Igualmente se solicitó que se habilitara una sede para el Colegio, en las dependencias del Juzgado de Primera Instancia e Instrucción, que se encontraba en la primera planta, izquierda, del actual edificio de calle O’donnell nº 4. Le fue concedida una habitación, que amueblada constituyó la primera sede del Colegio.
Otra de las grandes ocupaciones del Colegio en sus inicios, fueron los continuos intentos porque se creara en Melilla una Sección permanente de la Audiencia Provincial de Málaga.

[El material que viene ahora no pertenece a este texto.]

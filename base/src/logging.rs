//! Logging setup shared by every binary in the workspace.
//!
//! # Environment Variables
//!
//! - `LOG_LEVEL`: default filter directive when `RUST_LOG` is unset (default: info)
//! - `LOG_FORMAT`: `plain`, `compact` or `json` (default: plain)
//! - `LOG_WITH_TARGET`: include the event target in each line (default: true)

use crate::config::load_from_env;
use crate::error::BaseError;
use serde::Deserialize;
use tracing_subscriber::EnvFilter;

#[derive(Debug, Clone, Copy, PartialEq, Eq, Default, Deserialize)]
#[serde(rename_all = "lowercase")]
pub enum LogFormat {
    #[default]
    Plain,
    Compact,
    Json,
}

#[derive(Debug, Clone, Deserialize)]
pub struct LoggingConfig {
    #[serde(default = "default_level")]
    pub level: String,
    #[serde(default)]
    pub format: LogFormat,
    #[serde(default = "default_with_target")]
    pub with_target: bool,
}

fn default_level() -> String {
    "info".to_string()
}

fn default_with_target() -> bool {
    true
}

impl Default for LoggingConfig {
    fn default() -> Self {
        Self {
            level: default_level(),
            format: LogFormat::default(),
            with_target: default_with_target(),
        }
    }
}

pub fn load_tracing_config_from_env() -> Result<LoggingConfig, BaseError> {
    load_from_env("LOG_")
}

fn make_filter(level: &str) -> EnvFilter {
    EnvFilter::try_from_default_env()
        .or_else(|_| EnvFilter::try_new(level))
        .unwrap_or_else(|_| EnvFilter::new("info"))
}

/// Install the global subscriber. Logs go to stderr so they never mix with
/// command output on stdout.
///
/// Returns `Ok(false)` when a subscriber was already installed (tests call
/// this repeatedly), `Ok(true)` when this call installed it.
pub fn tracing_init(conf: LoggingConfig) -> Result<bool, BaseError> {
    let builder = tracing_subscriber::fmt()
        .with_env_filter(make_filter(&conf.level))
        .with_target(conf.with_target)
        .with_writer(std::io::stderr);
    let result = match conf.format {
        LogFormat::Plain => builder.try_init(),
        LogFormat::Compact => builder.compact().try_init(),
        LogFormat::Json => builder.json().try_init(),
    };
    match result {
        Ok(()) => Ok(true),
        Err(e) => {
            // the only failure mode is an already-set global default
            tracing::debug!("tracing subscriber already installed: {}", e);
            Ok(false)
        }
    }
}

#[cfg(test)]
mod tests {
    use super::*;
    use crate::config::load_from_iter;

    #[test]
    fn test_default_config() {
        let conf = LoggingConfig::default();
        assert_eq!(conf.level, "info");
        assert_eq!(conf.format, LogFormat::Plain);
        assert!(conf.with_target);
    }

    #[test]
    fn test_config_from_vars() {
        let vars = vec![
            ("LOG_LEVEL".to_string(), "debug,hyper=warn".to_string()),
            ("LOG_FORMAT".to_string(), "json".to_string()),
            ("LOG_WITH_TARGET".to_string(), "false".to_string()),
        ];
        let conf: LoggingConfig = load_from_iter("LOG_", vars).unwrap();
        assert_eq!(conf.level, "debug,hyper=warn");
        assert_eq!(conf.format, LogFormat::Json);
        assert!(!conf.with_target);
    }

    #[test]
    fn test_init_twice_is_noop() {
        // another test in this binary may have installed it first
        let _ = tracing_init(LoggingConfig::default()).unwrap();
        let second = tracing_init(LoggingConfig::default()).unwrap();
        assert!(!second);
    }
}
//! Remote workflow engine API.

pub mod http;
#[cfg(any(test, feature = "test-utils"))]
pub mod scripted;

pub use http::HttpWorkflowApi;
#[cfg(any(test, feature = "test-utils"))]
pub use scripted::{ApiCall, ScriptedApi, StreamScript};

use crate::error::Result;
use crate::events::{AbortSignal, EventStream};
use crate::types::{
    InstanceId, ResumeAction, StartRequest, StartResponse, WorkflowInstanceState,
};
use async_trait::async_trait;

/// Operations of the remote engine the client depends on.
///
/// `run` and `resume` return a lazy event stream that ends when the engine
/// stops (checkpoint, completion, error, cancel) or when `signal` fires.
#[async_trait]
pub trait WorkflowApi: Send + Sync {
    async fn start(&self, request: StartRequest) -> Result<StartResponse>;

    async fn run(&self, instance_id: &InstanceId, signal: AbortSignal) -> Result<EventStream>;

    async fn resume(
        &self,
        instance_id: &InstanceId,
        action: ResumeAction,
        data: Option<serde_json::Value>,
        signal: AbortSignal,
    ) -> Result<EventStream>;

    async fn get_state(&self, instance_id: &InstanceId) -> Result<WorkflowInstanceState>;

    async fn cancel(&self, instance_id: &InstanceId) -> Result<()>;

    async fn pause(&self, instance_id: &InstanceId) -> Result<()>;
}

El día 19 de noviembre de 1932 celebraron los Abogados junto al Juez de 1ª Instancia y Secretario del Juzgado, una comida en el restaurante de la Hípica para solemnizar la constitución del Colegio.
El 28 de enero de 1934 presenta la dimisión el Decano D. José María Paniagua por haber sido destinado al Registro de la Propiedad de La Carolina. No le fue admitida la dimisión, mientras tuviera residencia en Melilla y siguiera como Abogado ejerciente del Colegio. Una vez ausentado definitivamente de la ciudad, cesó como Decano, siendo elegido en la Junta General celebrada el 6 de Mayo de 1934, D. Vicente Díaz Aroniz, segundo Decano en la historia del Colegio.
En esta Junta General se acordó delegar en los Abogados D. José León Luna y D. Cándido López Castillejo para que en unión del Diputado a Cortes por Melilla y Abogado D. Carlos Echeguren, marcharan a Madrid y realizaran gestiones para la creación de la Sección Permanente de la Audiencia en Melilla.
También en mayo de 1934, los Abogados acordaron buscar un local propio en el centro de la población, para instalar la sede del Colegio. Sin embargo, no era posible conseguirla “por la carestía de las viviendas y la escasez de medios económicos con que el Colegio cuenta” (Acta 27 de enero de 1935).